Sussistono già le condizioni per poter ricorrere alla Corte Europea di Giustizia per agire giudizialmente nei confronti dell’Italia avendo recepito quest’ultima in maniera errata e irregolare la normativa europea in materia, chiedendo che la summenzionata legge n.122/2016 e in particolare il decreto attuativo, non vengano applicati.
Le condizioni imposte dalla normativa italiana non previste nella Direttiva 2004/80/CE comportano sostanzialmente un suo recepimento meramente formale, ma la sua più totale negazione sostanziale.

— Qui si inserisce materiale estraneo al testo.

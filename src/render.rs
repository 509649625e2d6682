//! Pixel-parallel driver around [`estimate_radiance`].

use crate::*;
use log::{debug, info, warn};
use rand::rngs::StdRng;
use rand::SeedableRng;
use rayon::prelude::*;
use std::sync::atomic::{AtomicUsize, Ordering};
use std::time::Instant;

/// Render configuration.
#[derive(Debug, Clone, PartialEq)]
pub struct RenderConfig{
    pub image_width: usize,
    pub image_height: usize,
    /// Samples per pixel
    pub samples_per_pixel: usize,
    /// Maximum number of bounces along one path
    pub max_depth: usize,
    /// Base seed; each pixel derives its own generator from it
    pub seed: u64,
}

impl Default for RenderConfig{
    fn default() -> Self{
        Self{
            image_width: 600,
            image_height: 600,
            samples_per_pixel: 100,
            max_depth: 50,
            seed: 0,
        }
    }
}

impl RenderConfig{
    pub fn aspect_ratio(&self) -> Float{
        self.image_width as Float / self.image_height as Float
    }

    pub fn validate(&self) -> Result<(), RenderError>{
        if self.image_width == 0 || self.image_height == 0{
            return Err(RenderError::InvalidConfig(format!(
                "image must have at least one pixel, got {}x{}",
                self.image_width, self.image_height
            )));
        }
        if self.samples_per_pixel == 0{
            return Err(RenderError::InvalidConfig("samples per pixel must be positive".into()));
        }
        if self.max_depth == 0{
            return Err(RenderError::InvalidConfig("max depth must be positive".into()));
        }
        Ok(())
    }

    fn pixel_rng(&self, index: usize) -> StdRng{
        StdRng::seed_from_u64(self.seed.wrapping_mul(0x9E37_79B9_7F4A_7C15) ^ index as u64)
    }
}

/// Average of the samples for pixel (`i`, `j`), with `j` counted from the
/// bottom row. Samples that come back NaN or infinite count as black.
pub fn render_pixel(scene: &Scene, config: &RenderConfig, i: usize, j: usize, rng: &mut dyn RngCore) -> Color{
    // a single column or row spans the whole viewport
    let (w, h) = ((config.image_width - 1).max(1) as Float, (config.image_height - 1).max(1) as Float);
    let sum = (0..config.samples_per_pixel)
        .map(|_| {
            let s = (i as Float + random_double(rng)) / w;
            let t = (j as Float + random_double(rng)) / h;
            let ray = scene.camera.get_ray(s, t, rng);
            estimate_radiance(&ray, scene.background, scene.world.as_ref(), &scene.lights, config.max_depth, rng).sanitized()
        })
        .sum::<Color>();
    sum / config.samples_per_pixel as Float
}

/// Renders every pixel of the scene. Rows run in parallel; each pixel owns
/// its accumulator and a generator seeded from its index, so the result only
/// depends on the configuration.
pub fn render(scene: &Scene, config: &RenderConfig) -> Result<Image, RenderError>{
    config.validate()?;
    if scene.lights.is_empty(){
        warn!("Scene has no lights; sampling material distributions only");
    }
    info!(
        "Rendering {}x{} at {} spp, max depth {} on {} threads",
        config.image_width,
        config.image_height,
        config.samples_per_pixel,
        config.max_depth,
        rayon::current_num_threads()
    );
    let start = Instant::now();
    let rows_done = AtomicUsize::new(0);
    let band = (config.image_height / 10).max(1);

    let mut image = Image::new(config.image_width, config.image_height);
    image.pixels.par_chunks_mut(config.image_width).enumerate().for_each(|(row, pixels)| {
        let j = config.image_height - 1 - row;
        for (i, pixel) in pixels.iter_mut().enumerate(){
            let mut rng = config.pixel_rng(row*config.image_width + i);
            *pixel = render_pixel(scene, config, i, j, &mut rng);
        }
        let done = rows_done.fetch_add(1, Ordering::Relaxed) + 1;
        if done % band == 0{
            debug!("{done}/{} rows finished", config.image_height);
        }
    });

    info!("Render finished in {:.2?}", start.elapsed());
    Ok(image)
}

#[cfg(test)]
mod tests {
    use super::*;

    fn tiny() -> RenderConfig {
        RenderConfig { image_width: 8, image_height: 6, samples_per_pixel: 4, max_depth: 8, seed: 3 }
    }

    #[test]
    fn rejects_degenerate_config() {
        assert!(RenderConfig::default().validate().is_ok());
        let bad = RenderConfig { samples_per_pixel: 0, ..tiny() };
        assert!(matches!(bad.validate(), Err(RenderError::InvalidConfig(_))));
        let bad = RenderConfig { image_width: 0, ..tiny() };
        assert!(matches!(bad.validate(), Err(RenderError::InvalidConfig(_))));
        assert!(RenderConfig { image_height: 1, ..tiny() }.validate().is_ok());
        let bad = RenderConfig { max_depth: 0, ..tiny() };
        assert!(bad.validate().is_err());
    }

    #[test]
    fn render_is_reproducible() {
        let config = tiny();
        let scene = Scene::cornell_box(config.aspect_ratio()).unwrap();
        let a = render(&scene, &config).unwrap();
        let b = render(&scene, &config).unwrap();
        assert_eq!(a.pixels, b.pixels);
        assert_eq!(a.pixels.len(), 48);
        assert!(a.pixels.iter().all(|c| c.is_finite() && c.min_element() >= 0.0));
    }

    #[test]
    fn empty_sky_renders_background() {
        let config = tiny();
        let mut scene = Scene::spheres(config.aspect_ratio()).unwrap();
        scene.camera = Camera::new(Point::new(0.0, 100.0, 0.0), Point::new(0.0, 200.0, 0.0), Vector::X, 10.0, config.aspect_ratio(), 0.0, 1.0, 0.0, 0.0);
        let image = render(&scene, &config).unwrap();
        for c in &image.pixels {
            assert!((*c - scene.background).length() < 1e-12);
        }
    }

    #[test]
    fn single_column_renders() {
        let config = RenderConfig { image_width: 1, image_height: 5, ..tiny() };
        let scene = Scene::cornell_classic(config.aspect_ratio()).unwrap();
        let image = render(&scene, &config).unwrap();
        assert_eq!(image.pixels.len(), 5);
        assert!(image.pixels.iter().all(|c| c.is_finite() && c.min_element() >= 0.0));
    }
}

Per questi motivi, la Associazione UNAVI - Unione Nazionale Vittime
CHIEDE
al Parlamento Europeo di rilevare la violazione e la negazione da parte dell’Italia dei principi di diritto comune europeo posti alla base della Direttiva 2004/80/CE del 29 aprile 2004 e quindi di sollecitare la Commissione Europea di presentare, dopo diciotto anni dal 2004, una nuova proposta di direttiva al Consiglio dell’Unione Europea, relativa all’indennizzo alle vittime di reato che impedisca agli Stati membri di stabilire importi di indennizzo non equi e di condizionare la erogazione di questi importi aggirando i propri obblighi solidaristici nei confronti dei cittadini, con palese violazione della loro dignità umana.